そもそも本実験の加熱と冷却の方法が公平に見えないから何とも言えない。
特に加熱がねー、格子振動と回転と重心運動の自由度にエネルギー等分配しているように見えない。
格子振動だけ贔屓してそう。
そもそも普通の熱平衡状態の熱力学的温度を測れてなさそうなんだよなー。

    Contents について

    は原著の Matters Arising に投稿してください。

    おさん

    エネルギーを与えても温度として現れない分があるってことですか?

ゲスト

ムペンバ効果とも関係ありそうな無さそうな。どうなんでしょうかね

    名無し

    食べる時とうんこ出すときの力みの違いってことで合ってますかね

ロゥレベル・バーチャルマキナ

非常に面白いですね!というか非平衡ってブルーオーシャンなのかなと思っちゃいました。

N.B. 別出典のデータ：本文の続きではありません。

//! Single-object inspection

use std::io::Write;

use crate::collection::CollectionApi;
use crate::error::ExploreError;
use crate::log_error;
use crate::render::{build_detail_view, render_detail, DetailView};

use super::{write_json, OutputFormat};

const MODULE: &str = "commands::inspect";

/// Show the detail view of any identifier; a failed fetch is an error
pub async fn run_inspect<A, W>(
    api: &A,
    id: u64,
    format: OutputFormat,
    out: &mut W,
) -> Result<DetailView, ExploreError>
where
    A: CollectionApi + ?Sized,
    W: Write,
{
    let view = build_detail_view(api, id).await.map_err(|e| {
        log_error!(MODULE, "{}", e);
        e
    })?;
    write_detail(&view, format, out)?;
    Ok(view)
}

pub(crate) fn write_detail<W: Write>(
    view: &DetailView,
    format: OutputFormat,
    out: &mut W,
) -> Result<(), ExploreError> {
    match format {
        OutputFormat::Text => out.write_all(render_detail(view).as_bytes())?,
        OutputFormat::Json => write_json(out, view)?,
    }
    Ok(())
}
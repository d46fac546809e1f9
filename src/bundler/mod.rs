//! Question bundling.
//!
//! This module drives a single sequential pass over a course's quiz history.

pub mod aggregator;
pub mod cancel;

pub use aggregator::QuizAggregator;
pub use cancel::CancelToken;
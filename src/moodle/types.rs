//! Moodle wire envelopes.

use crate::models::{AttemptRef, QuizRef, ReviewQuestion};
use serde::Deserialize;

/// `login/token.php` response. Either `token` or `error` is set.
#[derive(Debug, Deserialize)]
pub(crate) struct TokenResponse {
    #[serde(default)]
    pub token: Option<String>,
    #[serde(default)]
    pub error: Option<String>,
    #[serde(default)]
    pub errorcode: Option<String>,
}

/// Exception payload returned with HTTP 200 by `webservice/rest/server.php`.
/// The `exception` class name is only used to detect the payload.
#[derive(Debug, Deserialize)]
pub(crate) struct MoodleException {
    #[serde(default)]
    pub errorcode: String,
    #[serde(default)]
    pub message: String,
}

#[derive(Debug, Deserialize)]
pub(crate) struct QuizzesResponse {
    #[serde(default)]
    pub quizzes: Vec<QuizRef>,
}

#[derive(Debug, Deserialize)]
pub(crate) struct AttemptsResponse {
    #[serde(default)]
    pub attempts: Vec<AttemptRef>,
}

#[derive(Debug, Deserialize)]
pub(crate) struct AttemptReviewResponse {
    #[serde(default)]
    pub questions: Vec<ReviewQuestion>,
}
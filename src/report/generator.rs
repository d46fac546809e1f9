//! Bundle report generation.
//!
//! This module renders a finished bundle as a Markdown study sheet or as
//! pretty-printed JSON.

use crate::models::{BundleReport, BundleStats, Question, ReportMetadata};
use anyhow::{Context, Result};
use std::path::Path;

/// Generate a complete Markdown report.
pub fn generate_markdown_report(report: &BundleReport) -> String {
    let mut output = String::new();

    output.push_str(&format!(
        "# Quiz Bundle: Course {}\n\n",
        report.metadata.course_id
    ));

    output.push_str(&generate_metadata_section(&report.metadata));
    output.push_str(&generate_summary_section(&report.stats));
    output.push_str(&generate_questions_section(&report.questions));
    output.push_str(&generate_footer());

    output
}

/// Generate the metadata section.
fn generate_metadata_section(metadata: &ReportMetadata) -> String {
    let mut section = String::new();

    section.push_str("## Metadata\n\n");
    section.push_str(&format!("- **Site:** {}\n", metadata.base_url));
    section.push_str(&format!("- **Course:** {}\n", metadata.course_id));
    section.push_str(&format!(
        "- **Generated:** {}\n",
        metadata.generated_at.format("%Y-%m-%d %H:%M:%S UTC")
    ));
    section.push_str(&format!(
        "- **Duration:** {:.1}s\n\n",
        metadata.duration_seconds
    ));

    section
}

/// Generate the summary table.
fn generate_summary_section(stats: &BundleStats) -> String {
    let mut section = String::new();

    section.push_str("## Summary\n\n");
    section.push_str("| Quizzes | Attempts | Questions Seen | Unique Questions |\n");
    section.push_str("|:---:|:---:|:---:|:---:|\n");
    section.push_str(&format!(
        "| {} | {} | {} | **{}** |\n\n",
        stats.quizzes, stats.attempts, stats.fragments, stats.unique_questions
    ));

    if stats.blank_questions > 0 {
        section.push_str(&format!(
            "> {} review fragments had no question text and were merged into one entry.\n\n",
            stats.blank_questions
        ));
    }

    if stats.skipped_attempts > 0 {
        section.push_str(&format!(
            "> {} unfinished attempts were skipped.\n\n",
            stats.skipped_attempts
        ));
    }

    section
}

/// Generate the questions section.
fn generate_questions_section(questions: &[Question]) -> String {
    let mut section = String::new();

    section.push_str("## Questions\n\n");

    if questions.is_empty() {
        section.push_str("No reviewed questions were found for this course.\n\n");
        return section;
    }

    for (i, question) in questions.iter().enumerate() {
        section.push_str(&generate_question_block(i + 1, question));
    }

    section
}

/// Generate a single question block.
fn generate_question_block(number: usize, question: &Question) -> String {
    let mut block = String::new();

    let title = if question.question_text.is_empty() {
        "*(no question text)*"
    } else {
        question.question_text.as_str()
    };
    block.push_str(&format!("### {}. {}\n\n", number, title));

    if !question.prompt.is_empty() {
        block.push_str(&format!("*{}*\n\n", question.prompt));
    }

    for choice in &question.choices {
        let mark = if question.is_right_choice(choice) { "x" } else { " " };
        block.push_str(&format!("- [{}] {}\n", mark, choice));
    }
    if !question.choices.is_empty() {
        block.push('\n');
    }

    if !question.right_answer.is_empty() {
        block.push_str(&format!("**Answer:** {}\n\n", question.right_answer));
    }

    if !question.specific_feedback.is_empty() {
        block.push_str(&format!("> {}\n\n", question.specific_feedback));
    }

    if !question.general_feedback.is_empty() {
        block.push_str(&format!("> {}\n\n", question.general_feedback));
    }

    block.push_str("---\n\n");

    block
}

/// Generate the report footer.
fn generate_footer() -> String {
    "*Bundle generated by QuizBundler*\n".to_string()
}

/// Generate a JSON report.
pub fn generate_json_report(report: &BundleReport) -> Result<String> {
    serde_json::to_string_pretty(report).map_err(Into::into)
}

/// Write rendered report content to a file.
pub fn write_report(content: &str, path: &Path) -> Result<()> {
    std::fs::write(path, content)
        .with_context(|| format!("Failed to write report to {}", path.display()))
}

この時代に追加法則がみつかるってすごい!この追加法則に合わせて十分リッチな平衡系の熱力学にさらなる恵みがもたらされる?!指数関数の代わりにどんな関数が分布を生み出すんですかね!!✨

ゲスト

唯一の尺度は原義のカオス≒ネゲントロピー

原始人

仮に急速冷凍機を作るなら、1つの粒子を複数に分割して冷却した後再統合するとか、粒子の存在確率を虚数次元に移相してこの次元上の見た目の存在を削るとかしないと難しいって話なのかな。
制限速度は厄介ですね。夢が広がります。

ゲスト

粒子の状態観測で反応経路の違いが分かるって、面白い実験だ

家事オヤジ

面白いですね!!
子供部屋の掃除には時間かかるけど、散らかすのは一瞬だよね~って思いながら読んでいました。
毎週末苦労しています。。。

ゲスト

ゲッチンゲンの連中か。シュツットガルトの面々はどう見ているのか知りたいな。